Study Says (Trump Backed) 'RAISE Act' Will Cut GNP and Jobs



"Many U.S. employers today are complaining they can't find workers with the skills they need, regarding business expansion," Edward Alden, a senior fellow at the international affairs-focused Council on Foreign Relations, wrote in a blog post. "The United States is already losing highly skilled and entrepreneurial immigrants to other countries that are eager to open their doors to the immigrants this country is discouraging (and despite its focus on 'merit-based' immigration, the RAISE Act would do nothing to help here)."
Trump senior policy adviser Stephen Miller defended the legislation during a news conference last week, saying its passage would, among other things, put "upward pressure on wages" and "help prevent displacement of U.S. workers."
Research has been mixed on the degree to which immigrants in the U.S. have impacted wages. A comprehensive study published earlier this year by The National Academies of Sciences, Engineering and Medicine noted that certain demographics – namely, teenagers, unskilled workers and those without high school degrees – were more susceptible than others to cuts in working hours and wages as a result of immigration.
But the report also described immigrants as "integral to the nation's economic growth." And Alden argued last week that turning around Americans' depressed or stagnant wages isn't as simple as reducing the number of immigrants allowed into the country.
"Wage stagnation has multiple and overlapping causes that are maddeningly hard to disentangle – automation, trade and import competition, the weakening of unions, poor enforcement of labor laws, the shrinking real minimum wage, outsourcing of investment by large corporations, the growing returns to the highly educated and, yes, competition from large numbers of immigrants, especially for Americans with only a high school education or less," he said. "The RAISE Act is just the latest version of Trump's penchant for simple solutions to hard problems." 

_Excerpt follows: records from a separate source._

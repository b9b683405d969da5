//! Remote source adapters.
//!
//! Two network-backed kinds: a generic out-of-process HTTP source speaking
//! a small query/health contract, and a REST geocoder. Both degrade to
//! empty/low-confidence answers on any transport or decode failure; the
//! caller's deadline bounds every request.

use log::debug;
use reqwest::Client;
use serde::Deserialize;

use crate::models::Location;

/// Out-of-process HTTP source.
///
/// Contract: `GET {endpoint}/health` answers 200 when alive;
/// `GET {endpoint}/query?ip=<ip>` answers the normalized fields plus an
/// optional confidence.
pub struct RemoteHttpSource {
    pub name: String,
    pub assoc_key: String,
    pub endpoint: String,
    pub weight: f64,
    pub client: Client,
}

#[derive(Debug, Deserialize)]
struct RemoteAnswer {
    #[serde(default)]
    country: String,
    #[serde(default)]
    region: String,
    #[serde(default)]
    province: String,
    #[serde(default)]
    city: String,
    #[serde(default)]
    isp: String,
    #[serde(default)]
    confidence: f64,
}

impl RemoteHttpSource {
    pub async fn heartbeat(&self) -> anyhow::Result<()> {
        let response = self
            .client
            .get(format!("{}/health", self.endpoint))
            .send()
            .await?;
        if !response.status().is_success() {
            anyhow::bail!("health probe answered {}", response.status());
        }
        Ok(())
    }

    pub async fn query(&self, ip: &str) -> (Location, f64) {
        let request = self
            .client
            .get(format!("{}/query", self.endpoint))
            .query(&[("ip", ip)]);
        let response = match request.send().await {
            Ok(r) if r.status().is_success() => r,
            Ok(r) => {
                debug!("remote_source_status name={} status={}", self.name, r.status());
                return (Location::default(), 0.0);
            }
            Err(e) => {
                debug!("remote_source_error name={} err={e}", self.name);
                return (Location::default(), 0.0);
            }
        };
        let answer: RemoteAnswer = match response.json().await {
            Ok(a) => a,
            Err(e) => {
                debug!("remote_source_decode_error name={} err={e}", self.name);
                return (Location::default(), 0.0);
            }
        };
        let confidence = if answer.confidence <= 0.0 {
            0.5
        } else {
            answer.confidence
        };
        (
            Location {
                country: answer.country,
                region: answer.region,
                province: answer.province,
                city: answer.city,
                isp: answer.isp,
            },
            confidence,
        )
    }
}

/// REST geocoder source.
///
/// The upstream answers `status`, `province`, and `city`; a successful
/// answer is domestic by contract, so country and region are pinned.
pub struct GeocoderSource {
    pub key: String,
    pub endpoint: String,
    pub weight: f64,
    pub client: Client,
}

#[derive(Debug, Deserialize)]
struct GeocoderAnswer {
    #[serde(default)]
    status: String,
    #[serde(default)]
    province: String,
    #[serde(default)]
    city: String,
}

impl GeocoderSource {
    pub async fn query(&self, ip: &str) -> (Location, f64) {
        if self.key.is_empty() {
            return (Location::default(), 0.0);
        }
        let request = self
            .client
            .get(&self.endpoint)
            .query(&[("key", self.key.as_str()), ("ip", ip)]);
        let answer: GeocoderAnswer = match request.send().await {
            Ok(r) => match r.json().await {
                Ok(a) => a,
                Err(e) => {
                    debug!("geocoder_decode_error err={e}");
                    return (Location::default(), 0.2);
                }
            },
            Err(e) => {
                debug!("geocoder_error err={e}");
                return (Location::default(), 0.2);
            }
        };
        if answer.status != "1" {
            debug!("geocoder_rejected status={}", answer.status);
            return (Location::default(), 0.2);
        }
        (
            Location {
                country: "中国".to_string(),
                region: "中国".to_string(),
                province: answer.province,
                city: answer.city,
                isp: String::new(),
            },
            0.8,
        )
    }
}

#[cfg(test)]
mod tests {
    use super::*;
    use crate::config::REMOTE_SOURCE_TIMEOUT;
    use wiremock::matchers::{method, path, query_param};
    use wiremock::{Mock, MockServer, ResponseTemplate};

    fn client() -> Client {
        Client::builder()
            .timeout(REMOTE_SOURCE_TIMEOUT)
            .build()
            .expect("client")
    }

    fn remote(endpoint: String) -> RemoteHttpSource {
        RemoteHttpSource {
            name: "ext".into(),
            assoc_key: "ext".into(),
            endpoint,
            weight: 5.0,
            client: client(),
        }
    }

    #[tokio::test]
    async fn test_remote_query_decodes_answer() {
        let server = MockServer::start().await;
        Mock::given(method("GET"))
            .and(path("/query"))
            .and(query_param("ip", "1.2.3.4"))
            .respond_with(ResponseTemplate::new(200).set_body_json(serde_json::json!({
                "country": "中国", "region": "华东", "province": "江苏",
                "city": "南京", "isp": "电信", "confidence": 0.85
            })))
            .mount(&server)
            .await;

        let (loc, conf) = remote(server.uri()).query("1.2.3.4").await;
        assert_eq!(loc.city, "南京");
        assert_eq!(conf, 0.85);
    }

    #[tokio::test]
    async fn test_remote_query_defaults_missing_confidence() {
        let server = MockServer::start().await;
        Mock::given(method("GET"))
            .and(path("/query"))
            .respond_with(ResponseTemplate::new(200).set_body_json(serde_json::json!({
                "country": "中国"
            })))
            .mount(&server)
            .await;

        let (_, conf) = remote(server.uri()).query("1.2.3.4").await;
        assert_eq!(conf, 0.5);
    }

    #[tokio::test]
    async fn test_remote_query_degrades_on_failure() {
        let server = MockServer::start().await;
        Mock::given(method("GET"))
            .and(path("/query"))
            .respond_with(ResponseTemplate::new(500))
            .mount(&server)
            .await;

        let (loc, conf) = remote(server.uri()).query("1.2.3.4").await;
        assert!(loc.is_empty());
        assert_eq!(conf, 0.0);
    }

    #[tokio::test]
    async fn test_remote_heartbeat_reflects_health_endpoint() {
        let server = MockServer::start().await;
        Mock::given(method("GET"))
            .and(path("/health"))
            .respond_with(ResponseTemplate::new(200))
            .mount(&server)
            .await;
        assert!(remote(server.uri()).heartbeat().await.is_ok());

        let down = MockServer::start().await;
        Mock::given(method("GET"))
            .and(path("/health"))
            .respond_with(ResponseTemplate::new(503))
            .mount(&down)
            .await;
        assert!(remote(down.uri()).heartbeat().await.is_err());
    }

    #[tokio::test]
    async fn test_geocoder_success_pins_country() {
        let server = MockServer::start().await;
        Mock::given(method("GET"))
            .and(path("/v3/ip"))
            .and(query_param("ip", "1.2.3.4"))
            .respond_with(ResponseTemplate::new(200).set_body_json(serde_json::json!({
                "status": "1", "province": "江苏", "city": "南京"
            })))
            .mount(&server)
            .await;

        let source = GeocoderSource {
            key: "k".into(),
            endpoint: format!("{}/v3/ip", server.uri()),
            weight: 8.0,
            client: client(),
        };
        let (loc, conf) = source.query("1.2.3.4").await;
        assert_eq!(loc.country, "中国");
        assert_eq!(loc.region, "中国");
        assert_eq!(loc.province, "江苏");
        assert_eq!(loc.city, "南京");
        assert_eq!(conf, 0.8);
    }

    #[tokio::test]
    async fn test_geocoder_failure_is_low_confidence() {
        let server = MockServer::start().await;
        Mock::given(method("GET"))
            .and(path("/v3/ip"))
            .respond_with(ResponseTemplate::new(200).set_body_json(serde_json::json!({
                "status": "0", "info": "DAILY_QUERY_OVER_LIMIT"
            })))
            .mount(&server)
            .await;

        let source = GeocoderSource {
            key: "k".into(),
            endpoint: format!("{}/v3/ip", server.uri()),
            weight: 8.0,
            client: client(),
        };
        let (loc, conf) = source.query("1.2.3.4").await;
        assert!(loc.is_empty());
        assert_eq!(conf, 0.2);
    }

    #[tokio::test]
    async fn test_geocoder_without_key_is_inert() {
        let source = GeocoderSource {
            key: String::new(),
            endpoint: "http://127.0.0.1:1/v3/ip".into(),
            weight: 8.0,
            client: client(),
        };
        let (loc, conf) = source.query("1.2.3.4").await;
        assert!(loc.is_empty());
        assert_eq!(conf, 0.0);
    }
}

He also warned that Trump's support of the bill "blithely ignores" the potential downsides of so drastically restricting immigration. One of those downsides could be a drop in job-creating businesses, as the National Academies study highlighted other research that showed 11 percent of immigrants and 9.6 percent of natives owned their own businesses between 2006 and 2010. 
Still, others have objected to the RAISE Act on humanitarian grounds. Marielena HincapiĂ©, executive director of the National Immigration Law Center, called the bill a "radical and alarming departure from America's longstanding history of welcoming and embracing the diversity and family reunification values that give us our moral and economic advantage in the world."
The Rev. Joe Vasquez, Bishop of the Diocese of Austin and head of the U.S. Conference of Catholic Bishops' Committee on Migration, also described the RAISE Act as "discriminatory legislation" in a statement last week. If the legislation had "been in place generations ago, many of the very people who built and defended this nation would have been excluded," he said.
Yet supporters argue alleged drawbacks of the bill have been overstated and that family complication aren't necessarily a high priority for the U.S. economy. Larry Kudlow, a senior contributor to CNBC and founder of economic advisory outfit Kudlow & Co., advocated for the "skills-based, merit-based system" introduced by the RAISE Act during an appearance Thursday on CNBC's "Power Lunch."